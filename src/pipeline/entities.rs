//! Entity recognition over acquired text and table cells.
//!
//! The default [`PatternEntityExtractor`] is purely lexical: it finds dates,
//! monetary amounts, percentages and e-mail addresses with regular
//! expressions and counts how often each distinct value appears. It does not
//! validate or interpret what it finds.
//!
//! Tables are normally cut from the same text, so a cell whose content
//! already appears verbatim in the text adds nothing; only cells carrying
//! text the body lacks are scanned.

use crate::error::StageError;
use crate::output::{Entity, EntityKind, Table};
use once_cell::sync::Lazy;
use regex::Regex;
use std::collections::HashMap;

/// Recognises entities in a document.
pub trait EntityExtractor: Send + Sync {
    /// Short name used in logs.
    fn name(&self) -> &str;

    /// Entities found in `text` and in the cells of `tables` that `text`
    /// does not already contain.
    fn extract(&self, text: &str, tables: &[Table]) -> Result<Vec<Entity>, StageError>;
}

static RE_DATE: Lazy<Regex> = Lazy::new(|| {
    Regex::new(
        r"(?x)
        \b\d{4}-\d{2}-\d{2}\b
        | \b\d{1,2}/\d{1,2}/\d{2,4}\b
        | \b(?:Jan|Feb|Mar|Apr|May|Jun|Jul|Aug|Sep|Sept|Oct|Nov|Dec)[a-z]*\.?\s+\d{1,2},?\s+\d{4}\b
        | \b\d{1,2}\s+(?:Jan|Feb|Mar|Apr|May|Jun|Jul|Aug|Sep|Sept|Oct|Nov|Dec)[a-z]*\.?\s+\d{4}\b",
    )
    .unwrap()
});

static RE_MONEY: Lazy<Regex> = Lazy::new(|| {
    Regex::new(
        r"(?x)
        [$€£¥]\s?\d{1,3}(?:,\d{3})*(?:\.\d+)?
        | \b\d{1,3}(?:,\d{3})*(?:\.\d+)?\s?(?:USD|EUR|GBP|CHF|JPY)\b",
    )
    .unwrap()
});

static RE_PERCENT: Lazy<Regex> =
    Lazy::new(|| Regex::new(r"[-+]?\b\d+(?:\.\d+)?\s?%").unwrap());

static RE_EMAIL: Lazy<Regex> =
    Lazy::new(|| Regex::new(r"\b[A-Za-z0-9._%+-]+@[A-Za-z0-9.-]+\.[A-Za-z]{2,}\b").unwrap());

/// Regex-based extractor for dates, amounts, percentages and e-mails.
#[derive(Debug, Default, Clone, Copy)]
pub struct PatternEntityExtractor;

impl PatternEntityExtractor {
    fn patterns() -> [(EntityKind, &'static Lazy<Regex>); 4] {
        [
            (EntityKind::Date, &RE_DATE),
            (EntityKind::MonetaryAmount, &RE_MONEY),
            (EntityKind::Percentage, &RE_PERCENT),
            (EntityKind::Email, &RE_EMAIL),
        ]
    }
}

impl EntityExtractor for PatternEntityExtractor {
    fn name(&self) -> &str {
        "patterns"
    }

    fn extract(&self, text: &str, tables: &[Table]) -> Result<Vec<Entity>, StageError> {
        let mut found = EntityTally::default();

        let cells = tables
            .iter()
            .flat_map(|t| t.headers.iter().chain(t.rows.iter().flatten()))
            .map(|cell| cell.trim())
            .filter(|cell| !cell.is_empty() && !text.contains(cell));

        for haystack in std::iter::once(text).chain(cells) {
            for (kind, re) in Self::patterns() {
                for m in re.find_iter(haystack) {
                    found.add(kind, m.as_str().trim());
                }
            }
        }

        Ok(found.into_entities())
    }
}

/// Counts distinct `(kind, value)` pairs, keeping first-seen order.
#[derive(Default)]
struct EntityTally {
    index: HashMap<(EntityKind, String), usize>,
    entities: Vec<Entity>,
}

impl EntityTally {
    fn add(&mut self, kind: EntityKind, value: &str) {
        if value.is_empty() {
            return;
        }
        let key = (kind, value.to_string());
        match self.index.get(&key) {
            Some(&pos) => self.entities[pos].occurrences += 1,
            None => {
                self.index.insert(key, self.entities.len());
                self.entities.push(Entity {
                    kind,
                    value: value.to_string(),
                    occurrences: 1,
                });
            }
        }
    }

    fn into_entities(self) -> Vec<Entity> {
        self.entities
    }
}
================
Task:
Taking the entries above, write out exactly each line from the one holding "only cells carrying" to the one holding "pub trait EntityExtractor: Send", both included, and stop there.

Task result:
//! already appears verbatim in the text adds nothing; only cells carrying
//! text the body lacks are scanned.

use crate::error::StageError;
use crate::output::{Entity, EntityKind, Table};
use once_cell::sync::Lazy;
use regex::Regex;
use std::collections::HashMap;

/// Recognises entities in a document.
pub trait EntityExtractor: Send + Sync {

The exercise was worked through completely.